> [Data supplied]:
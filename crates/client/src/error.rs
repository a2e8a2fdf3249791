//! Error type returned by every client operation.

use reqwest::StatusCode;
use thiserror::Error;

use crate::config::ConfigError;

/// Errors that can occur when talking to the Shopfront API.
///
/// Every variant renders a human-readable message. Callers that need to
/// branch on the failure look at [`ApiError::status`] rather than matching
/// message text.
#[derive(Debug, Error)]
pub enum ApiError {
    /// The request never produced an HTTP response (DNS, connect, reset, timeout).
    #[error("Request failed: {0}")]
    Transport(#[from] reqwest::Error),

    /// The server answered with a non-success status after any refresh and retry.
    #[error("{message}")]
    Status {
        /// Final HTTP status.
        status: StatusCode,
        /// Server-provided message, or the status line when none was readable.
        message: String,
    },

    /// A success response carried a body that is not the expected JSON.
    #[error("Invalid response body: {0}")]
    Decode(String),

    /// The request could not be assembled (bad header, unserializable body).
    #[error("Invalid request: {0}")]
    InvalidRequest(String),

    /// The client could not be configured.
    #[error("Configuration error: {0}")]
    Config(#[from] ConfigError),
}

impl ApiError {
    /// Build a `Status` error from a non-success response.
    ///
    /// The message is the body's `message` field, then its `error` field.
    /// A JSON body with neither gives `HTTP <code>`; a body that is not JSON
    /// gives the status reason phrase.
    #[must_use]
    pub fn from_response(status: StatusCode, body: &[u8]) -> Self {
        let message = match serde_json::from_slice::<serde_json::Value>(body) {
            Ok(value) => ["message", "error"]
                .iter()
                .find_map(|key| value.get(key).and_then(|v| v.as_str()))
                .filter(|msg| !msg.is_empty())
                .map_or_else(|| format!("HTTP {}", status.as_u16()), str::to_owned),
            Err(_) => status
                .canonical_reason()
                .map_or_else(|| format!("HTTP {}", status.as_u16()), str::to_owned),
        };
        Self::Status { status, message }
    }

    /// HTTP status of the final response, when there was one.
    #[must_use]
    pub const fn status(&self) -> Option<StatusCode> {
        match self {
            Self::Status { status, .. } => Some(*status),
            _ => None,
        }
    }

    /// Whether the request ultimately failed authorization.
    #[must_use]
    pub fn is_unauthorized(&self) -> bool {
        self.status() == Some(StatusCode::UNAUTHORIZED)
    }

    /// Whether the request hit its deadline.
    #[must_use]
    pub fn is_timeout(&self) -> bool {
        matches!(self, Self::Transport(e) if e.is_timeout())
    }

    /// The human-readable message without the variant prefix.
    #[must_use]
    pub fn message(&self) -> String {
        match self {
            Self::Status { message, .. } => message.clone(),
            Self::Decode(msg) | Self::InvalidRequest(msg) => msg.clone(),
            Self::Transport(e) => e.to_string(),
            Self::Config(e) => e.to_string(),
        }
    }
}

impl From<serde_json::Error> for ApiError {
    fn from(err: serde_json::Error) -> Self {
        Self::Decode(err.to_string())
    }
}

* * *

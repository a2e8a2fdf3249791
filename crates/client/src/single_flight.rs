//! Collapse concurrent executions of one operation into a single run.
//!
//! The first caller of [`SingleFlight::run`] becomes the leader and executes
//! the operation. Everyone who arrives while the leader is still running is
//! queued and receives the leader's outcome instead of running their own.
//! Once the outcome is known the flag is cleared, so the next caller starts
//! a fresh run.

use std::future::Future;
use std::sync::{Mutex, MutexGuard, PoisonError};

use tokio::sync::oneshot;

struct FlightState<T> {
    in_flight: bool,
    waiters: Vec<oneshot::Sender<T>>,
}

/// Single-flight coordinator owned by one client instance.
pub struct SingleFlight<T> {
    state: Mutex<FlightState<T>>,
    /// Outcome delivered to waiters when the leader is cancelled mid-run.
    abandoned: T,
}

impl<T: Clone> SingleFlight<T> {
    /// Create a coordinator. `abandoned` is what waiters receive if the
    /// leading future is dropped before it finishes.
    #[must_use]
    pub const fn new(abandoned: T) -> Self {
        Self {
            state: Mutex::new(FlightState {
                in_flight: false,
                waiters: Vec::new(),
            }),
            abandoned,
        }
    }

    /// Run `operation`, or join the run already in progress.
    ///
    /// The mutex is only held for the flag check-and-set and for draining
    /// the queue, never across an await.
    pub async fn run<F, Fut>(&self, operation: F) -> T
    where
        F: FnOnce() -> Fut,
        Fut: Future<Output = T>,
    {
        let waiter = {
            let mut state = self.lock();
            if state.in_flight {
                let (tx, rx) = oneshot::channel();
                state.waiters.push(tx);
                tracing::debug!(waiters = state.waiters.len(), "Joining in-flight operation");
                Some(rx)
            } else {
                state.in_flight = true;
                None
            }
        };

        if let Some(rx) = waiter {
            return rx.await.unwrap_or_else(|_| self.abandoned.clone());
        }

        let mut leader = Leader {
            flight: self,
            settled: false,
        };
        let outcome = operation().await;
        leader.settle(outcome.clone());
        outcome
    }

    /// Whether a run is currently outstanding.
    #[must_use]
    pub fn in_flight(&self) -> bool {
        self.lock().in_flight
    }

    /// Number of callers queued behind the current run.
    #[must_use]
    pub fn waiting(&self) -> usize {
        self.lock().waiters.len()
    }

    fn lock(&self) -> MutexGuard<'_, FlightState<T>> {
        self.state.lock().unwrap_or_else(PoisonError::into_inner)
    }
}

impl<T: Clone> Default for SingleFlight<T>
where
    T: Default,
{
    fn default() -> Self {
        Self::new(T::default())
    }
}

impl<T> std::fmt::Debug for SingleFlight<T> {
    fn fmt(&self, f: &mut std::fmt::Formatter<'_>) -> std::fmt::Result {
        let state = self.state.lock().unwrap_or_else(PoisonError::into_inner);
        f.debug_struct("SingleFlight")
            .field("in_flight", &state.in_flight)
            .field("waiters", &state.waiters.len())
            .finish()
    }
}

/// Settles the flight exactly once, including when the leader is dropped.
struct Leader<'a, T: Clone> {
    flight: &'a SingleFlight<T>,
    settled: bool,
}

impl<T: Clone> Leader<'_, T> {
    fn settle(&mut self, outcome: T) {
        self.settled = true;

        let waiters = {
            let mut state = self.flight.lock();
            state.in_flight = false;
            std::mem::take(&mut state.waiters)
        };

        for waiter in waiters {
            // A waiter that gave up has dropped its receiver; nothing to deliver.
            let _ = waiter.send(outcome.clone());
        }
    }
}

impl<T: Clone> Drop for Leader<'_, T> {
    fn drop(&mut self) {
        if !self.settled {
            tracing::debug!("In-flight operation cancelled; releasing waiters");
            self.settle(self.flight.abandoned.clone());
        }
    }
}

> [Action item]: Start with the line above that contains "filename crates/client/src/error.rs" and end with the line that contains "connect, reset, timeout).". Write out those lines exactly, and only those.

> [Written response]:
filename crates/client/src/error.rs
repository a2e8a2fdf3249791
//! Error type returned by every client operation.

use reqwest::StatusCode;
use thiserror::Error;

use crate::config::ConfigError;

/// Errors that can occur when talking to the Shopfront API.
///
/// Every variant renders a human-readable message. Callers that need to
/// branch on the failure look at [`ApiError::status`] rather than matching
/// message text.
#[derive(Debug, Error)]
pub enum ApiError {
    /// The request never produced an HTTP response (DNS, connect, reset, timeout).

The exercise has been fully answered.